Anion exchange membrane fuel cells (AEMFCs) are considered as one of the most important next-generation energy conversion technologies. AEMFCs convert chemical energy into useful electrical energy and have great potential for
achieving high conversion efficiencies. In addition, the faster oxygen reduction kinetics under alkaline conditions are advantageous for the use of non-noble metal catalysts (e.g., nickel). This is a great benefit for the large-scale
commercialization of AEMFCs.The anion exchange membrane (AEM), which is the core component of the AEMFC system, greatly affect the device’s performance, cost and durability. The most desired properties of an AEM include high hydroxide ion conductivity, excellent long-term alkaline stability, and low cost. In general, AEMs can be tailored by the appropriate selection of polymer backbone, polymer architecture and cation. Throughout the present work, a commercial poly(phenylene oxide) (PPO) backbone was selected for the preparation of AEMs because of its excellent performances and properties including high alkaline stability, and excellent mechanical and physical properties. PPO was extensively functionalized with tetraalkylammonium cations (R4N+, e.g., trimethylalkyl ammonium cations) due to their low toxicity, relatively low cost, abundance and straightforward synthesis. Based on a spacer concept, quaternary (QA) cations were attached to the PPO backbone via flexible alkyl spacer units using lithiation chemistry. This molecular design was expected to simultaneously enhance the alkaline stability (by avoiding the presence of
reactive benzyl trimethylammonium cations in the AEM) and the hydroxide ion conductivity (by improving the local mobility of QA cations and facilitating a distinct phase separation).To further enhance the properties of AEMs, side chains containing multiple QA cations were covalently attached to the PPO backbone via sequential Menshutkin reactions involving α,ω-diamines and α,ω-dibromoalkanes. This design was found to simultaneously enhance the hydroxide ion conductivity (by further facilitating the formation of ionic clusters and increasing the local concentration of QA cations) and the alkaline stability (by decreasing the degree of modification of the PPO backbone). In addition, an extensive study on the effects of various heterocycloaliphatic QA cations on AEM properties was performed in order to identify the most suitable cations.

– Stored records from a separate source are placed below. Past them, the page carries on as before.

//! Catalog entities: reference data (plate types, wells, channels,
//! microscopes, objectives) and per-experiment rows (experiment, wells,
//! sites, channel settings, images).

use chrono::NaiveDateTime;
use serde::{Deserialize, Serialize};
use sqlx::FromRow;

use crate::grid::{GridCounts, SiteCoords};

/// A project groups experiments. Names are unique.
#[derive(Debug, Clone, PartialEq, Eq, Serialize, Deserialize, FromRow)]
pub struct Project {
    pub id: i64,
    pub name: String,
}

/// A plate model (manufacturer, brand, well count). Fixes the well layout:
/// 96-well plates are 8x12, 384-well plates are 16x24.
#[derive(Debug, Clone, PartialEq, Eq, Serialize, Deserialize, FromRow)]
pub struct PlateType {
    pub id: i64,
    pub model_name: String,
    pub manufacturer: String,
    pub brand: String,
    pub num_wells: i32,
}

/// A physical plate, identified by barcode, of one plate type.
#[derive(Debug, Clone, PartialEq, Eq, Serialize, Deserialize, FromRow)]
pub struct Plate {
    pub id: i64,
    pub plate_type_id: i64,
    pub barcode: String,
}

/// One well position on a plate type, named `<row letter><two-digit
/// column>` (e.g. "B03").
#[derive(Debug, Clone, PartialEq, Eq, Serialize, Deserialize, FromRow)]
pub struct Well {
    pub id: i64,
    pub plate_type_id: i64,
    pub name: String,
}

#[derive(Debug, Clone, PartialEq, Eq, Serialize, Deserialize, FromRow)]
pub struct Microscope {
    pub id: i64,
    pub name: String,
}

#[derive(Debug, Clone, PartialEq, Eq, Serialize, Deserialize, FromRow)]
pub struct Objective {
    pub id: i64,
    pub name: String,
}

/// An imaging modality: a brightfield variant or a fluorescence
/// excitation wavelength. The human-readable name is the lookup key.
#[derive(Debug, Clone, PartialEq, Serialize, Deserialize, FromRow)]
pub struct Channel {
    pub id: i64,
    pub name: String,
    pub is_fluorescence: bool,
    pub fluorescence_wavelength_nm: Option<i32>,
    pub is_brightfield: bool,
    pub brightfield_type: Option<String>,
}

/// One imaging experiment: a plate imaged on a microscope/objective over a
/// per-well grid of (x, y, z, t) positions.
///
/// Spacing units are normalized at ingestion: x/y/z arrive in millimeters
/// (z stored as micrometers), t arrives in seconds (stored as hours).
#[derive(Debug, Clone, PartialEq, Serialize, Deserialize, FromRow)]
pub struct Experiment {
    pub id: i64,
    pub project_id: i64,
    pub name: String,
    pub description: Option<String>,
    pub plate_id: i64,
    pub microscope_id: i64,
    pub objective_id: i64,
    pub count_x: i32,
    pub count_y: i32,
    pub count_z: i32,
    pub count_t: i32,
    pub delta_x_mm: f64,
    pub delta_y_mm: f64,
    pub delta_z_um: f64,
    pub delta_t_h: f64,
}

impl Experiment {
    pub fn grid_counts(&self) -> GridCounts {
        GridCounts {
            x: i64::from(self.count_x),
            y: i64::from(self.count_y),
            z: i64::from(self.count_z),
            t: i64::from(self.count_t),
        }
    }

    /// Sites per well in this experiment's grid.
    pub fn sites_per_well(&self) -> crate::error::Result<i64> {
        self.grid_counts().total_sites()
    }
}

/// Join of experiment and well, optionally annotated with the cell line
/// seeded in that well. The same well may appear more than once per
/// experiment (discouraged, not forbidden).
#[derive(Debug, Clone, PartialEq, Eq, Serialize, Deserialize, FromRow)]
pub struct ExperimentWell {
    pub id: i64,
    pub experiment_id: i64,
    pub well_id: i64,
    pub cell_line: Option<String>,
}

/// One imaged field of view within an experiment well: a 1-indexed linear
/// site index plus its derived grid position.
#[derive(Debug, Clone, PartialEq, Eq, Serialize, Deserialize, FromRow)]
pub struct Site {
    pub id: i64,
    pub experiment_well_id: i64,
    pub site_index: i64,
    pub site_x: i64,
    pub site_y: i64,
    pub site_z: i64,
    pub site_t: i64,
}

impl Site {
    pub fn coords(&self) -> SiteCoords {
        SiteCoords {
            x: self.site_x,
            y: self.site_y,
            z: self.site_z,
            t: self.site_t,
        }
    }
}

/// Per-experiment settings for one imaging channel.
#[derive(Debug, Clone, PartialEq, Serialize, Deserialize, FromRow)]
pub struct ExperimentChannel {
    pub id: i64,
    pub experiment_id: i64,
    pub channel_id: i64,
    pub imaging_order_index: i32,
    pub exposure_time_ms: f64,
    pub analog_gain: f64,
    pub illumination_strength: f64,
}

/// One captured image: storage location plus full grid address and
/// optional physical stage coordinates.
#[derive(Debug, Clone, PartialEq, Serialize, Deserialize, FromRow)]
pub struct Image {
    pub id: i64,
    pub plate_id: i64,
    pub storage_path: String,
    pub well_id: i64,
    pub site_x: i64,
    pub site_y: i64,
    pub site_z: i64,
    pub site_t: i64,
    pub experiment_channel_id: i64,
    pub coord_x_mm: Option<f64>,
    pub coord_y_mm: Option<f64>,
    pub coord_z_um: Option<f64>,
    pub coord_t: Option<NaiveDateTime>,
}

/// Channel row before insertion; used when seeding reference data.
#[derive(Debug, Clone, PartialEq, Serialize, Deserialize)]
pub struct NewChannel {
    pub name: String,
    pub is_fluorescence: bool,
    pub fluorescence_wavelength_nm: Option<i32>,
    pub is_brightfield: bool,
    pub brightfield_type: Option<String>,
}

impl NewChannel {
    pub fn brightfield(name: &str, variant: &str) -> Self {
        Self {
            name: name.to_string(),
            is_fluorescence: false,
            fluorescence_wavelength_nm: None,
            is_brightfield: true,
            brightfield_type: Some(variant.to_string()),
        }
    }

    pub fn fluorescence(name: &str, wavelength_nm: i32) -> Self {
        Self {
            name: name.to_string(),
            is_fluorescence: true,
            fluorescence_wavelength_nm: Some(wavelength_nm),
            is_brightfield: false,
            brightfield_type: None,
        }
    }
}

/// Experiment row before insertion, with spacing already normalized to
/// storage units (z in micrometers, t in hours).
#[derive(Debug, Clone, PartialEq, Serialize, Deserialize)]
pub struct NewExperiment {
    pub project_id: i64,
    pub name: String,
    pub description: Option<String>,
    pub plate_id: i64,
    pub microscope_id: i64,
    pub objective_id: i64,
    pub count_x: i32,
    pub count_y: i32,
    pub count_z: i32,
    pub count_t: i32,
    pub delta_x_mm: f64,
    pub delta_y_mm: f64,
    pub delta_z_um: f64,
    pub delta_t_h: f64,
}

/// Experiment channel settings before insertion.
#[derive(Debug, Clone, PartialEq, Serialize, Deserialize)]
pub struct NewExperimentChannel {
    pub experiment_id: i64,
    pub channel_id: i64,
    pub imaging_order_index: i32,
    pub exposure_time_ms: f64,
    pub analog_gain: f64,
    pub illumination_strength: f64,
}

/// Image row before insertion (no generated id).
#[derive(Debug, Clone, PartialEq, Serialize, Deserialize)]
pub struct NewImage {
    pub plate_id: i64,
    pub storage_path: String,
    pub well_id: i64,
    pub site_x: i64,
    pub site_y: i64,
    pub site_z: i64,
    pub site_t: i64,
    pub experiment_channel_id: i64,
    pub coord_x_mm: Option<f64>,
    pub coord_y_mm: Option<f64>,
    pub coord_z_um: Option<f64>,
    pub coord_t: Option<NaiveDateTime>,
}
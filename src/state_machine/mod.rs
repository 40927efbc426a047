//! # Batch State Machine
//!
//! Lifecycle states and transition rules for one processing batch:
//!
//! ```text
//! registered -> processing -> uploading -> done
//!                  |              |-> failed.<exit code>
//!                  |-> failed.<exit code>
//!                  |-> terminated
//! ```
//!
//! `done`, `terminated`, and every `failed.<code>` state are terminal.
//! Transition legality lives here; persistence of the resulting status
//! string is the batch tracker's job.

mod states;

pub use states::{BatchEvent, BatchState};

use crate::error::{PlateflowError, Result};

/// Apply `event` to `state`, returning the next state or an
/// `InvalidTransition` error naming both endpoints.
pub fn transition(batch_id: i64, state: &BatchState, event: &BatchEvent) -> Result<BatchState> {
    let next = match (state, event) {
        (BatchState::Registered, BatchEvent::Start) => Some(BatchState::Processing),
        (BatchState::Processing, BatchEvent::StartUpload) => Some(BatchState::Uploading),
        (BatchState::Uploading, BatchEvent::Complete) => Some(BatchState::Done),
        (BatchState::Processing, BatchEvent::Fail(exit_code))
        | (BatchState::Uploading, BatchEvent::Fail(exit_code)) => {
            Some(BatchState::Failed(*exit_code))
        }
        (BatchState::Processing, BatchEvent::Terminate) => Some(BatchState::Terminated),
        _ => None,
    };

    next.ok_or_else(|| PlateflowError::InvalidTransition {
        batch_id,
        from: state.to_string(),
        to: event.target_description().to_string(),
    })
}

#[cfg(test)]
mod tests {
    use super::*;

    #[test]
    fn happy_path_reaches_done() {
        let mut state = BatchState::Registered;
        for event in [
            BatchEvent::Start,
            BatchEvent::StartUpload,
            BatchEvent::Complete,
        ] {
            state = transition(1, &state, &event).unwrap();
        }
        assert_eq!(state, BatchState::Done);
        assert!(state.is_terminal());
    }

    #[test]
    fn failure_from_processing_or_uploading() {
        let state = transition(1, &BatchState::Registered, &BatchEvent::Start).unwrap();
        let failed = transition(1, &state, &BatchEvent::Fail(137)).unwrap();
        assert_eq!(failed, BatchState::Failed(137));
        assert!(failed.is_terminal());

        // An upload that dies is a failure too, not a stuck upload.
        let failed_upload =
            transition(1, &BatchState::Uploading, &BatchEvent::Fail(-1)).unwrap();
        assert_eq!(failed_upload, BatchState::Failed(-1));

        let err = transition(1, &BatchState::Registered, &BatchEvent::Fail(1)).unwrap_err();
        assert!(matches!(err, PlateflowError::InvalidTransition { .. }));
    }

    #[test]
    fn terminate_only_from_processing() {
        let terminated =
            transition(1, &BatchState::Processing, &BatchEvent::Terminate).unwrap();
        assert_eq!(terminated, BatchState::Terminated);

        assert!(transition(1, &BatchState::Uploading, &BatchEvent::Terminate).is_err());
        assert!(transition(1, &BatchState::Done, &BatchEvent::Terminate).is_err());
    }

    #[test]
    fn out_of_order_calls_are_rejected() {
        assert!(transition(1, &BatchState::Registered, &BatchEvent::StartUpload).is_err());
        assert!(transition(1, &BatchState::Registered, &BatchEvent::Complete).is_err());
        assert!(transition(1, &BatchState::Processing, &BatchEvent::Complete).is_err());
        assert!(transition(1, &BatchState::Done, &BatchEvent::Start).is_err());
        assert!(transition(1, &BatchState::Failed(1), &BatchEvent::Start).is_err());
    }
}
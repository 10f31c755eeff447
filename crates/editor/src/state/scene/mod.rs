//! Scene state management
//!
//! The scene is a flat list of nodes linked by parent IDs. A node with a
//! body is a placeable block; a node without one is a group. Connection
//! points are owned by their block and never exist on their own.

mod history;
mod node_ops;
mod persistence;
mod query;
mod transform_ops;

use glam::{Quat, Vec3};
use shared::ObjectId;

use crate::viewport::layers::Layer;

/// Scene mutation failures
#[derive(Debug, Clone, PartialEq)]
pub enum SceneError {
    /// No node with this ID
    NotFound(ObjectId),
    /// Re-parenting would make a node its own ancestor
    ParentCycle { child: ObjectId, parent: ObjectId },
    /// Imported scene is inconsistent
    InvalidScene(String),
}

impl std::fmt::Display for SceneError {
    fn fmt(&self, f: &mut std::fmt::Formatter<'_>) -> std::fmt::Result {
        match self {
            SceneError::NotFound(id) => write!(f, "Node '{}' not found", id),
            SceneError::ParentCycle { child, parent } => {
                write!(f, "Cannot attach '{}' to its descendant '{}'", child, parent)
            }
            SceneError::InvalidScene(msg) => write!(f, "Invalid scene: {}", msg),
        }
    }
}

impl std::error::Error for SceneError {}

/// Box-shaped body mesh of a block
#[derive(Debug, Clone, PartialEq)]
pub struct BlockBody {
    /// Full extents (width, height, depth)
    pub size: Vec3,
    /// 0xRRGGBB
    pub color: u32,
    pub layer: Layer,
}

/// Point used for proximity alignment with other blocks
#[derive(Debug, Clone, Copy, PartialEq)]
pub struct ConnectionPoint {
    /// Offset in the owning block's local space
    pub offset: Vec3,
    pub layer: Layer,
}

impl ConnectionPoint {
    pub fn new(offset: Vec3) -> Self {
        Self {
            offset,
            layer: Layer::Connection,
        }
    }
}

/// A node in the scene graph
#[derive(Debug, Clone, PartialEq)]
pub struct SceneNode {
    pub id: ObjectId,
    pub name: String,
    /// `None` means attached to the scene root
    pub parent: Option<ObjectId>,
    /// Position relative to the parent
    pub position: Vec3,
    /// Rotation relative to the parent
    pub rotation: Quat,
    /// Body mesh; `None` for groups
    pub body: Option<BlockBody>,
    pub connection_points: Vec<ConnectionPoint>,
    /// Selected/emissive state
    pub highlighted: bool,
}

impl SceneNode {
    pub fn is_block(&self) -> bool {
        self.body.is_some()
    }
}

/// Scene graph with undo/redo history
#[derive(Default)]
pub struct SceneState {
    /// Nodes in creation order
    pub(crate) nodes: Vec<SceneNode>,
    /// Undo stack - previous states
    pub(crate) undo_stack: Vec<Vec<SceneNode>>,
    /// Redo stack - undone states
    pub(crate) redo_stack: Vec<Vec<SceneNode>>,
    /// Monotonically increasing version counter for cache invalidation
    pub(crate) version: u64,
}

impl SceneState {
    /// Current scene version (increments on every mutation)
    pub fn version(&self) -> u64 {
        self.version
    }

    /// All nodes in creation order
    pub fn nodes(&self) -> &[SceneNode] {
        &self.nodes
    }

    /// Placeable blocks in creation order
    pub fn blocks(&self) -> impl Iterator<Item = &SceneNode> {
        self.nodes.iter().filter(|n| n.is_block())
    }

    pub fn block_count(&self) -> usize {
        self.blocks().count()
    }

    /// Get a node by ID
    pub fn get(&self, id: &str) -> Option<&SceneNode> {
        self.nodes.iter().find(|n| n.id == id)
    }

    /// Get mutable node by ID
    pub fn get_mut(&mut self, id: &str) -> Option<&mut SceneNode> {
        self.nodes.iter_mut().find(|n| n.id == id)
    }

    pub fn contains(&self, id: &str) -> bool {
        self.get(id).is_some()
    }

    /// Save current state to undo stack
    pub(crate) fn save_undo(&mut self) {
        self.undo_stack.push(self.nodes.clone());
        if self.undo_stack.len() > 100 {
            self.undo_stack.remove(0);
        }
        self.redo_stack.clear();
    }
}
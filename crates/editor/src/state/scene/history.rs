//! Undo/redo functionality

use super::SceneState;

impl SceneState {
    /// Undo last change
    pub fn undo(&mut self) {
        if let Some(prev) = self.undo_stack.pop() {
            self.redo_stack.push(std::mem::replace(&mut self.nodes, prev));
            self.clear_highlights();
            self.version += 1;
        }
    }

    /// Redo last undone change
    pub fn redo(&mut self) {
        if let Some(next) = self.redo_stack.pop() {
            self.undo_stack.push(std::mem::replace(&mut self.nodes, next));
            self.clear_highlights();
            self.version += 1;
        }
    }

    /// Snapshots may have been taken mid-drag; selection never survives a restore
    fn clear_highlights(&mut self) {
        for node in &mut self.nodes {
            node.highlighted = false;
        }
    }

    /// Check if undo is available
    pub fn can_undo(&self) -> bool {
        !self.undo_stack.is_empty()
    }

    /// Check if redo is available
    pub fn can_redo(&self) -> bool {
        !self.redo_stack.is_empty()
    }
}

#[cfg(test)]
mod tests {
    use glam::Vec3;

    use super::*;

    #[test]
    fn test_undo_redo_block_creation() {
        let mut scene = SceneState::default();
        scene.add_block(Vec3::ZERO, Vec3::ONE, 0xff0000, &[]);
        scene.add_block(Vec3::X, Vec3::ONE, 0x00ff00, &[]);
        assert_eq!(scene.block_count(), 2);

        scene.undo();
        assert_eq!(scene.block_count(), 1);
        scene.undo();
        assert_eq!(scene.block_count(), 0);
        assert!(!scene.can_undo());

        scene.redo();
        scene.redo();
        assert_eq!(scene.block_count(), 2);
        assert!(!scene.can_redo());
    }

    #[test]
    fn test_new_edit_clears_redo() {
        let mut scene = SceneState::default();
        scene.add_block(Vec3::ZERO, Vec3::ONE, 0, &[]);
        scene.undo();
        assert!(scene.can_redo());
        scene.add_block(Vec3::ZERO, Vec3::ONE, 0, &[]);
        assert!(!scene.can_redo());
    }

    #[test]
    fn test_restore_drops_highlight() {
        let mut scene = SceneState::default();
        let id = scene.add_block(Vec3::ZERO, Vec3::ONE, 0, &[]);
        scene.set_highlighted(&id, true);
        scene.add_block(Vec3::X, Vec3::ONE, 0, &[]);

        scene.undo();
        assert!(!scene.get(&id).unwrap().highlighted);
        scene.set_highlighted(&id, true);
        scene.redo();
        assert!(!scene.get(&id).unwrap().highlighted);
    }

    #[test]
    fn test_undo_bumps_version() {
        let mut scene = SceneState::default();
        scene.add_block(Vec3::ZERO, Vec3::ONE, 0, &[]);
        let v = scene.version();
        scene.undo();
        assert!(scene.version() > v);
    }
}
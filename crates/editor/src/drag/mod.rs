//! Plane-constrained drag controller
//!
//! Hover detection, selection and movement of blocks across a fixed
//! horizontal plane. The controller never owns the scene; every handler
//! receives the ray for the current pointer and the scene to query or move.

mod controller;

use glam::{Mat4, Vec3};
use serde::{Deserialize, Serialize};
use shared::ObjectId;

pub use controller::DragControls;

/// Session events, in the order they happen
#[derive(Debug, Clone, PartialEq, Serialize, Deserialize)]
#[serde(tag = "type", rename_all = "snake_case")]
pub enum DragEvent {
    HoverOn { object: ObjectId },
    HoverOff { object: ObjectId },
    DragStart { object: ObjectId },
    Drag { object: ObjectId },
    DragEnd { object: ObjectId },
}

impl DragEvent {
    /// Object the event refers to
    pub fn object(&self) -> &ObjectId {
        match self {
            DragEvent::HoverOn { object }
            | DragEvent::HoverOff { object }
            | DragEvent::DragStart { object }
            | DragEvent::Drag { object }
            | DragEvent::DragEnd { object } => object,
        }
    }
}

/// Cursor affordance the host should show
#[derive(Debug, Clone, Copy, PartialEq, Eq, Default, Serialize, Deserialize)]
#[serde(rename_all = "snake_case")]
pub enum Cursor {
    #[default]
    Auto,
    Pointer,
    Move,
}

/// Controller state
#[derive(Debug, Clone, Copy, PartialEq, Eq)]
pub enum DragPhase {
    Idle,
    Hovering,
    Dragging,
}

/// State held while a drag is active
#[derive(Debug, Clone, PartialEq)]
pub struct DragSession {
    /// Dragged node
    pub object: ObjectId,
    /// Plane intersection minus the object's world position at drag start
    pub offset: Vec3,
    /// Inverse of the parent's world matrix at drag start
    pub parent_inverse: Mat4,
}
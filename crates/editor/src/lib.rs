// Library crate: the editor core, usable headless from tests, the script
// runner binary and the wasm facade.

pub mod command;
pub mod drag;
pub mod editor;
pub mod fixtures;
pub mod placement;
pub mod snap;
pub mod state;
pub mod viewport;

pub use editor::{Editor, EditorEvent, ModeState};
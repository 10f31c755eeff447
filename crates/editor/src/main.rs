use snap_editor_lib::command::execute_json_batch;
use snap_editor_lib::state::settings::EditorSettings;
use snap_editor_lib::Editor;

fn main() {
    tracing_subscriber::fmt()
        .with_env_filter(
            tracing_subscriber::EnvFilter::try_from_default_env()
                .unwrap_or_else(|_| "snap_editor=info".into()),
        )
        .init();

    let mut editor = Editor::new(EditorSettings::load());

    if let Some(scene_json) = read_arg_file("--scene") {
        if let Err(e) = editor.load_scene_json(&scene_json) {
            tracing::error!("Failed to load scene: {e}");
            std::process::exit(1);
        }
        tracing::info!("Loaded scene ({} blocks)", editor.scene.block_count());
    }

    let Some(script) = read_arg_file("--script") else {
        tracing::info!("No --script given; printing the current scene");
        println!("{}", editor.scene.export_json());
        return;
    };

    match execute_json_batch(&mut editor, &script) {
        Ok(responses) => {
            for response in responses {
                match serde_json::to_string(&response) {
                    Ok(line) => println!("{line}"),
                    Err(e) => tracing::error!("Failed to serialize response: {e}"),
                }
            }
        }
        Err(e) => {
            tracing::error!("{e}");
            std::process::exit(1);
        }
    }
}

/// Read the file named by `<flag> <path>`
fn read_arg_file(flag: &str) -> Option<String> {
    let args: Vec<String> = std::env::args().collect();
    let mut i = 1;
    while i < args.len() {
        if args[i] == flag && i + 1 < args.len() {
            let path = &args[i + 1];
            match std::fs::read_to_string(path) {
                Ok(contents) => return Some(contents),
                Err(e) => {
                    tracing::error!("Failed to read {path}: {e}");
                    std::process::exit(1);
                }
            }
        }
        i += 1;
    }
    None
}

Furthermore, a cross-linking modification involving 4,4′-trimethylenebis(1-methylpiperidine) was utilized to enhance the mechanical properties and to reduce the water uptake of the AEMs. Using these different approaches, the
synthesized and studied AEMs were found to combine many crucial properties including high hydroxide ion conductivity, high alkaline stability and excellent thermal properties. The results suggest that optimized AEMs based on the spacer concept are promising candidates for the development of high-performance AEMFCs.